In part I of Wealth for the Modern Kids, I said that wealth can happen, but you need a plan and housing is part of the plan. Part II started a discussion of the 4 obstacles to home buying beginning with the Springsteen effect and Mom and Dad Syndrome (MDS). In part III I’ll address the final 2 obstacles that limit young home buyers.

3.  Down Payment

I’m Michael D. Holloway. My business, Homebuyer Associates, has represented home buyers for 27 years. We’ve helped over 1,500 people buy homes. I write a real estate newsletter that goes to 700 people. The Wall Street Journal (WSJ) was first published in 1889 and has a circulation of 2.1 million people. It’s hard for me to believe I get it right and they get it wrong. But I get it right…and they get it wrong.

The WSJ does a disservice to homebuyers when it makes statements as it did in the June 21, 2012 issue:

Today, most lenders require minimum down payments of 20%, though loans with down payments of just 3.5% are still available through the Federal Housing Administration. During the peak of the housing boom, borrowers could bypass pesky down payments by taking out second mortgages or obtaining mortgage insurance.

You can get a mortgage with 3.5% or 5% down. You will pay private mortgage insurance with less than 20% down but if the math works, with home prices and interest rates at an all-time low, why would one save to get to a 20% down payment and risk higher home or mortgage prices?

I’m not here to address the right amount of money that should be required as a down payment. I am here to say the WSJ is wrong and that I would be taking advantage of today’s low interest rates and low home prices.

According to the Case-Shiller Index, home prices are now at the cheapest levels since 1990 (compared to rents or household income). If the math works and you have a 5% down payment I’d think about buying a home.

4.  Confidence

Gordy (my father) was wrong about real estate (see Part II) but 100% right about free throws. He reminded me throughout my high school basketball years that “free throws win games.” The very old trophy from long ago says I shot 78% from the line. I practiced and I had confidence.

I don’t think anyone can give you confidence. You can put yourself in a position to make good decisions which can lead to success and then a higher level of confidence. Continuing to learn to learn (yes, learn to learn) will build on your level of confidence – maybe to the point that someday you will be confident and comfortable enough to buy a home. Continuing to learn – speaking metaphorically – is the equivalent of practicing free throws.

Having the confidence to buy a home requires that you are confident that you are good enough to keep your job or find a job. It requires a confidence that understands the difference between needs and wants as well as understanding the cost of owning vs. the cost of renting.

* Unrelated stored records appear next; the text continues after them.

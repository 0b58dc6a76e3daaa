//! Contains the types needed to specify options to operations.
//!
//! The options structs use the [`typed-builder`](https://crates.io/crates/typed-builder) crate to
//! derive a type-safe builder API, and serde so they can be loaded from configuration files and
//! appended to command documents:
//!
//! ```rust
//! # use mongodb_core::options::AggregateOptions;
//! let options = AggregateOptions::builder()
//!     .allow_disk_use(true)
//!     .batch_size(5)
//!     .build();
//! ```


use std::time::Duration;

use serde::{Deserialize, Deserializer, Serialize, Serializer};
use serde_with::skip_serializing_none;
use typed_builder::TypedBuilder;

pub use crate::concern::{Acknowledgment, ReadConcern, ReadConcernLevel, WriteConcern};
use crate::{
    bson::{doc, Bson, Document},
    error::Result,
    serde_util,
};

/// Whether reads and writes may be retried once after a transient error.
#[derive(Clone, Copy, Debug, PartialEq, Eq, Deserialize, Serialize, TypedBuilder)]
#[serde(rename_all = "camelCase", default)]
#[non_exhaustive]
pub struct RetrySettings {
    /// Retry read operations once on a retryable error.
    #[builder(default = true)]
    pub retry_reads: bool,

    /// Retry write operations once on a retryable error.
    #[builder(default = true)]
    pub retry_writes: bool,
}

impl Default for RetrySettings {
    fn default() -> Self {
        Self {
            retry_reads: true,
            retry_writes: true,
        }
    }
}

/// Specifies the index to use for an operation.
#[derive(Clone, Debug, Deserialize, Serialize, PartialEq)]
#[serde(untagged)]
#[non_exhaustive]
pub enum Hint {
    /// Specifies the keys of the index to use.
    Keys(Document),
    /// Specifies the name of the index to use.
    Name(String),
}

impl Hint {
    pub(crate) fn to_bson(&self) -> Bson {
        match self {
            Hint::Keys(ref d) => Bson::Document(d.clone()),
            Hint::Name(ref s) => Bson::String(s.clone()),
        }
    }
}

/// A collation configuration.
#[skip_serializing_none]
#[derive(Clone, Debug, Default, Serialize, Deserialize, TypedBuilder, PartialEq)]
#[serde(rename_all = "camelCase")]
#[builder(field_defaults(default, setter(into)))]
#[non_exhaustive]
pub struct Collation {
    /// The ICU locale.
    #[builder(!default)]
    pub locale: String,

    /// The level of comparison to perform.
    pub strength: Option<CollationStrength>,

    /// Whether to include a separate level for case differences.
    pub case_level: Option<bool>,

    /// Whether to compare numeric strings as numbers or strings.
    pub numeric_ordering: Option<bool>,

    /// Whether strings with diacritics sort from the back of the string.
    pub backwards: Option<bool>,
}

/// The level of comparison to perform, sent as its ICU level number.
#[derive(Debug, Clone, Copy, PartialEq, Eq)]
#[non_exhaustive]
pub enum CollationStrength {
    Primary,
    Secondary,
    Tertiary,
    Quaternary,
    Identical,
}

impl Serialize for CollationStrength {
    fn serialize<S: Serializer>(&self, serializer: S) -> std::result::Result<S::Ok, S::Error> {
        let level = match self {
            Self::Primary => 1,
            Self::Secondary => 2,
            Self::Tertiary => 3,
            Self::Quaternary => 4,
            Self::Identical => 5,
        };
        serializer.serialize_i32(level)
    }
}

impl<'de> Deserialize<'de> for CollationStrength {
    fn deserialize<D: Deserializer<'de>>(deserializer: D) -> std::result::Result<Self, D::Error> {
        match i32::deserialize(deserializer)? {
            1 => Ok(Self::Primary),
            2 => Ok(Self::Secondary),
            3 => Ok(Self::Tertiary),
            4 => Ok(Self::Quaternary),
            5 => Ok(Self::Identical),
            other => Err(serde::de::Error::custom(format!(
                "invalid collation strength: {other}"
            ))),
        }
    }
}

/// Specifies the options to an aggregation.
#[skip_serializing_none]
#[derive(Clone, Debug, Default, Deserialize, TypedBuilder, Serialize)]
#[serde(rename_all = "camelCase")]
#[builder(field_defaults(default, setter(strip_option)))]
#[non_exhaustive]
pub struct AggregateOptions {
    /// Enables writing to temporary files.
    pub allow_disk_use: Option<bool>,

    /// The number of documents the server should return per cursor batch.
    #[serde(serialize_with = "serialize_batch_size", rename(serialize = "cursor"))]
    pub batch_size: Option<u32>,

    /// The collation to use for the operation.
    pub collation: Option<Collation>,

    /// Tags the query with an arbitrary value to help trace the operation through the database
    /// profiler, currentOp and logs.
    #[builder(setter(into))]
    pub comment: Option<Bson>,

    /// The index to use for the operation.
    pub hint: Option<Hint>,

    /// Map of parameter names and values that can be accessed using `$$var` in the pipeline.
    #[serde(rename = "let")]
    pub let_vars: Option<Document>,

    /// The maximum amount of time the server waits for new documents on each `getMore`.
    #[serde(
        skip_serializing,
        default,
        deserialize_with = "serde_util::deserialize_duration_option_from_u64_millis"
    )]
    pub max_await_time: Option<Duration>,

    /// The maximum amount of time to allow the query to run.
    #[serde(
        serialize_with = "serde_util::serialize_duration_option_as_int_millis",
        rename = "maxTimeMS",
        default,
        deserialize_with = "serde_util::deserialize_duration_option_from_u64_millis"
    )]
    pub max_time: Option<Duration>,

    /// The read concern to use for the operation.
    pub read_concern: Option<ReadConcern>,
}

/// Serializes the batch size into the `cursor` sub-document of an aggregate command.
fn serialize_batch_size<S: Serializer>(
    val: &Option<u32>,
    serializer: S,
) -> std::result::Result<S::Ok, S::Error> {
    match val {
        Some(v) => {
            let v = i32::try_from(*v).map_err(serde::ser::Error::custom)?;
            doc! { "batchSize": v }.serialize(serializer)
        }
        None => serializer.serialize_none(),
    }
}

/// How a cursor sizes and bounds its batches.
#[skip_serializing_none]
#[derive(Clone, Debug, Default, Deserialize, Serialize, TypedBuilder, PartialEq)]
#[serde(rename_all = "camelCase")]
#[builder(field_defaults(default, setter(strip_option)))]
#[non_exhaustive]
pub struct CursorOptions {
    /// The number of documents requested per `getMore`; zero leaves the choice to the server.
    #[serde(serialize_with = "serde_util::serialize_u32_option_as_i32")]
    pub batch_size: Option<u32>,

    /// The total number of documents the cursor may return. A negative limit asks for a single
    /// batch of at most `|limit|` documents.
    pub limit: Option<i64>,

    /// Sent as `maxTimeMS` on every `getMore`.
    #[serde(
        serialize_with = "serde_util::serialize_duration_option_as_int_millis",
        default,
        deserialize_with = "serde_util::deserialize_duration_option_from_u64_millis"
    )]
    pub max_time: Option<Duration>,

    /// Sent with every `getMore` to servers that accept it.
    #[builder(setter(into))]
    pub comment: Option<Bson>,
}

/// Specifies the options to a mixed bulk write.
#[skip_serializing_none]
#[derive(Clone, Debug, Default, Deserialize, Serialize, TypedBuilder, PartialEq)]
#[serde(rename_all = "camelCase")]
#[builder(field_defaults(default, setter(strip_option)))]
#[non_exhaustive]
pub struct BulkWriteOptions {
    /// Whether the requests must be executed in order, stopping at the first failure. Defaults to
    /// true.
    pub ordered: Option<bool>,

    /// Opt out of document-level validation.
    pub bypass_document_validation: Option<bool>,

    /// Attached to every command sent for this write.
    #[builder(setter(into))]
    pub comment: Option<Bson>,

    /// Map of parameter names and values usable with `$$var` in updates and deletes.
    #[serde(rename = "let")]
    pub let_vars: Option<Document>,

    /// The write concern to use for the operation.
    pub write_concern: Option<WriteConcern>,

    /// The most requests to send in one command, on top of the server's own limit.
    #[serde(skip_serializing)]
    pub max_batch_count: Option<u32>,

    /// Whether the write may be retried once after a transient error. Defaults to true.
    #[serde(skip_serializing)]
    pub retry_requested: Option<bool>,
}

impl BulkWriteOptions {
    pub(crate) fn is_ordered(&self) -> bool {
        self.ordered.unwrap_or(true)
    }

    pub(crate) fn effective_write_concern(&self) -> WriteConcern {
        self.write_concern.clone().unwrap_or_default()
    }
}

/// Appends a serializable struct to the input document. The serializable struct MUST serialize to a
/// Document; otherwise, an error will be thrown.
pub(crate) fn append_options<T: Serialize>(doc: &mut Document, options: Option<&T>) -> Result<()> {
    if let Some(options) = options {
        let options_doc = crate::bson::to_document(options)?;
        doc.extend(options_doc);
    }
    Ok(())
}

As a starting point, if you live in an area where home prices are cheaper than renting, then buying a home makes sense because you need a place to live. The starting point would be to get the information needed to compare the two to help you make a confident decision about whether to rent or buy.

There are no guarantees in life. Some risk can be fun. I keep a note from a book by Joseph Campbell nearby to remind me of this. He quotes an ancient Indian saying:

A bit of advice given to a young Native American at the time of his initiation:

“As you go the way of life, you will see a great chasm. Jump. It is not as wide as you think.”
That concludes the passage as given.